● **Requirement**:
From the entries that follow, copy every line with the word "BuildError".

(Records from a data collection)
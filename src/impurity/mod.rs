//! Impurity solvers sit behind a capability interface so the heavy
//! exact-diagonalization machinery stays replaceable: the engine only ever
//! asks a solver to fit itself to a sampled hybridization and to report the
//! resulting self-energy. One independent solver is held per inequivalent
//! impurity; no solver reads or writes another's state.

mod bath;

pub use bath::BathFitSolver;

use crate::{spectral::MatsubaraSpace, BuildError, SolverError};
use ndarray::{s, Array2, ArrayView1};
use num_complex::Complex;

/// A single-impurity problem: fit internal bath state to a hybridization
/// sampled on the Matsubara grid, then evaluate the impurity self-energy.
pub trait ImpuritySolver {
    /// Update the solver's private bath parameters so its effective
    /// hybridization reproduces the sampled one
    fn fit(
        &mut self,
        matsubara: &MatsubaraSpace,
        hybridization: ArrayView1<Complex<f64>>,
    ) -> Result<(), SolverError>;

    /// The impurity self-energy at frequency `z`, using the current fit
    fn self_energy(&self, z: Complex<f64>) -> Complex<f64>;
}

/// Aggregates one solver per inequivalent impurity behind a uniform interface
pub struct SolverEnsemble {
    solvers: Vec<Box<dyn ImpuritySolver>>,
}

impl SolverEnsemble {
    /// Wrap an explicit list of solvers, one per impurity slot
    pub fn from_solvers(solvers: Vec<Box<dyn ImpuritySolver>>) -> Self {
        Self { solvers }
    }

    /// Number of impurity slots
    pub fn len(&self) -> usize {
        self.solvers.len()
    }

    /// Whether the ensemble holds no solvers
    pub fn is_empty(&self) -> bool {
        self.solvers.is_empty()
    }

    /// Fit every solver to its row of the sampled hybridization
    pub fn fit_all(
        &mut self,
        matsubara: &MatsubaraSpace,
        delta: &Array2<Complex<f64>>,
    ) -> Result<(), SolverError> {
        if delta.shape()[0] != self.solvers.len() {
            return Err(SolverError::Dimensions {
                expected: self.solvers.len(),
                got: delta.shape()[0],
            });
        }
        for (slot, solver) in self.solvers.iter_mut().enumerate() {
            solver.fit(matsubara, delta.slice(s![slot, ..]))?;
        }
        Ok(())
    }

    /// The per-impurity self-energies at a single frequency
    pub fn self_energies(&self, z: Complex<f64>) -> Vec<Complex<f64>> {
        self.solvers.iter().map(|s| s.self_energy(z)).collect()
    }

    /// The per-impurity self-energies sampled on the whole Matsubara grid,
    /// one row per impurity
    pub fn matsubara_self_energies(&self, matsubara: &MatsubaraSpace) -> Array2<Complex<f64>> {
        let mut out = Array2::zeros((self.solvers.len(), matsubara.num_points()));
        for (n, &z) in matsubara.frequencies().iter().enumerate() {
            for (slot, solver) in self.solvers.iter().enumerate() {
                out[[slot, n]] = solver.self_energy(z);
            }
        }
        out
    }
}

/// Builds a [`SolverEnsemble`] of [`BathFitSolver`]s, one per inequivalent
/// impurity, each parameterized by its on-site interaction and target
/// occupancy.
pub struct SolverEnsembleBuilder<'a> {
    matsubara: Option<&'a MatsubaraSpace>,
    interactions: Vec<f64>,
    occupancies: Vec<f64>,
    number_of_baths: usize,
}

impl<'a> SolverEnsembleBuilder<'a> {
    /// Start an empty builder
    pub fn new() -> Self {
        Self {
            matsubara: None,
            interactions: Vec::new(),
            occupancies: Vec::new(),
            number_of_baths: 0,
        }
    }

    /// Attach the Matsubara grid the solvers fit on
    pub fn with_matsubara(mut self, matsubara: &'a MatsubaraSpace) -> Self {
        self.matsubara = Some(matsubara);
        self
    }

    /// One on-site interaction strength per impurity slot
    pub fn with_interactions(mut self, interactions: Vec<f64>) -> Self {
        self.interactions = interactions;
        self
    }

    /// One target occupancy per impurity slot
    pub fn with_occupancies(mut self, occupancies: Vec<f64>) -> Self {
        self.occupancies = occupancies;
        self
    }

    /// Bath sites per solver
    pub fn with_number_of_baths(mut self, number_of_baths: usize) -> Self {
        self.number_of_baths = number_of_baths;
        self
    }

    /// Build the ensemble
    pub fn build(self) -> Result<SolverEnsemble, BuildError> {
        let matsubara = self
            .matsubara
            .ok_or_else(|| BuildError::Configuration("solver ensemble needs a matsubara grid".into()))?;
        if self.interactions.len() != self.occupancies.len() {
            return Err(BuildError::Configuration(format!(
                "{} interactions for {} occupancies",
                self.interactions.len(),
                self.occupancies.len()
            )));
        }
        if self.interactions.is_empty() {
            return Err(BuildError::Configuration(
                "solver ensemble needs at least one impurity".into(),
            ));
        }
        if self.number_of_baths == 0 {
            return Err(BuildError::Configuration(
                "solver ensemble needs at least one bath site".into(),
            ));
        }
        let solvers = self
            .interactions
            .iter()
            .zip(self.occupancies.iter())
            .map(|(&interaction, &occupancy)| {
                Box::new(BathFitSolver::new(
                    self.number_of_baths,
                    matsubara.num_points(),
                    interaction,
                    matsubara.beta(),
                    occupancy,
                )) as Box<dyn ImpuritySolver>
            })
            .collect();
        Ok(SolverEnsemble::from_solvers(solvers))
    }
}

impl<'a> Default for SolverEnsembleBuilder<'a> {
    fn default() -> Self {
        Self::new()
    }
}

#[cfg(test)]
mod test {
    use super::{ImpuritySolver, SolverEnsemble, SolverEnsembleBuilder};
    use crate::spectral::MatsubaraSpace;
    use ndarray::{Array1, Array2, ArrayView1};
    use num_complex::Complex;

    fn matsubara(beta: f64, n: usize) -> MatsubaraSpace {
        let grid = Array1::from_iter(
            (0..n).map(|k| Complex::new(0., (2 * k + 1) as f64 * std::f64::consts::PI / beta)),
        );
        MatsubaraSpace::new(grid).unwrap()
    }

    struct Static(Complex<f64>);

    impl ImpuritySolver for Static {
        fn fit(
            &mut self,
            _matsubara: &MatsubaraSpace,
            _hybridization: ArrayView1<Complex<f64>>,
        ) -> Result<(), crate::SolverError> {
            Ok(())
        }

        fn self_energy(&self, _z: Complex<f64>) -> Complex<f64> {
            self.0
        }
    }

    #[test]
    fn ensemble_samples_one_row_per_impurity() {
        let matsubara = matsubara(40., 6);
        let ensemble = SolverEnsemble::from_solvers(vec![
            Box::new(Static(Complex::new(1., 0.))),
            Box::new(Static(Complex::new(0., -2.))),
        ]);
        let sigma = ensemble.matsubara_self_energies(&matsubara);
        assert_eq!(sigma.shape(), [2, 6]);
        assert!(sigma.row(0).iter().all(|v| *v == Complex::new(1., 0.)));
        assert!(sigma.row(1).iter().all(|v| *v == Complex::new(0., -2.)));
    }

    #[test]
    fn fitting_a_mismatched_block_is_rejected() {
        let matsubara = matsubara(40., 6);
        let mut ensemble = SolverEnsemble::from_solvers(vec![Box::new(Static(Complex::from(0.)))]);
        let delta = Array2::zeros((2, 6));
        assert!(ensemble.fit_all(&matsubara, &delta).is_err());
    }

    #[test]
    fn builder_requires_consistent_slot_counts() {
        let matsubara = matsubara(40., 6);
        let result = SolverEnsembleBuilder::new()
            .with_matsubara(&matsubara)
            .with_interactions(vec![4., 4.])
            .with_occupancies(vec![0.5])
            .with_number_of_baths(4)
            .build();
        assert!(result.is_err());
    }
}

● **Answer below**:
use crate::{spectral::MatsubaraSpace, BuildError, SolverError};
    pub fn build(self) -> Result<SolverEnsemble, BuildError> {
            .ok_or_else(|| BuildError::Configuration("solver ensemble needs a matsubara grid".into()))?;
            return Err(BuildError::Configuration(format!(
            return Err(BuildError::Configuration(
            return Err(BuildError::Configuration(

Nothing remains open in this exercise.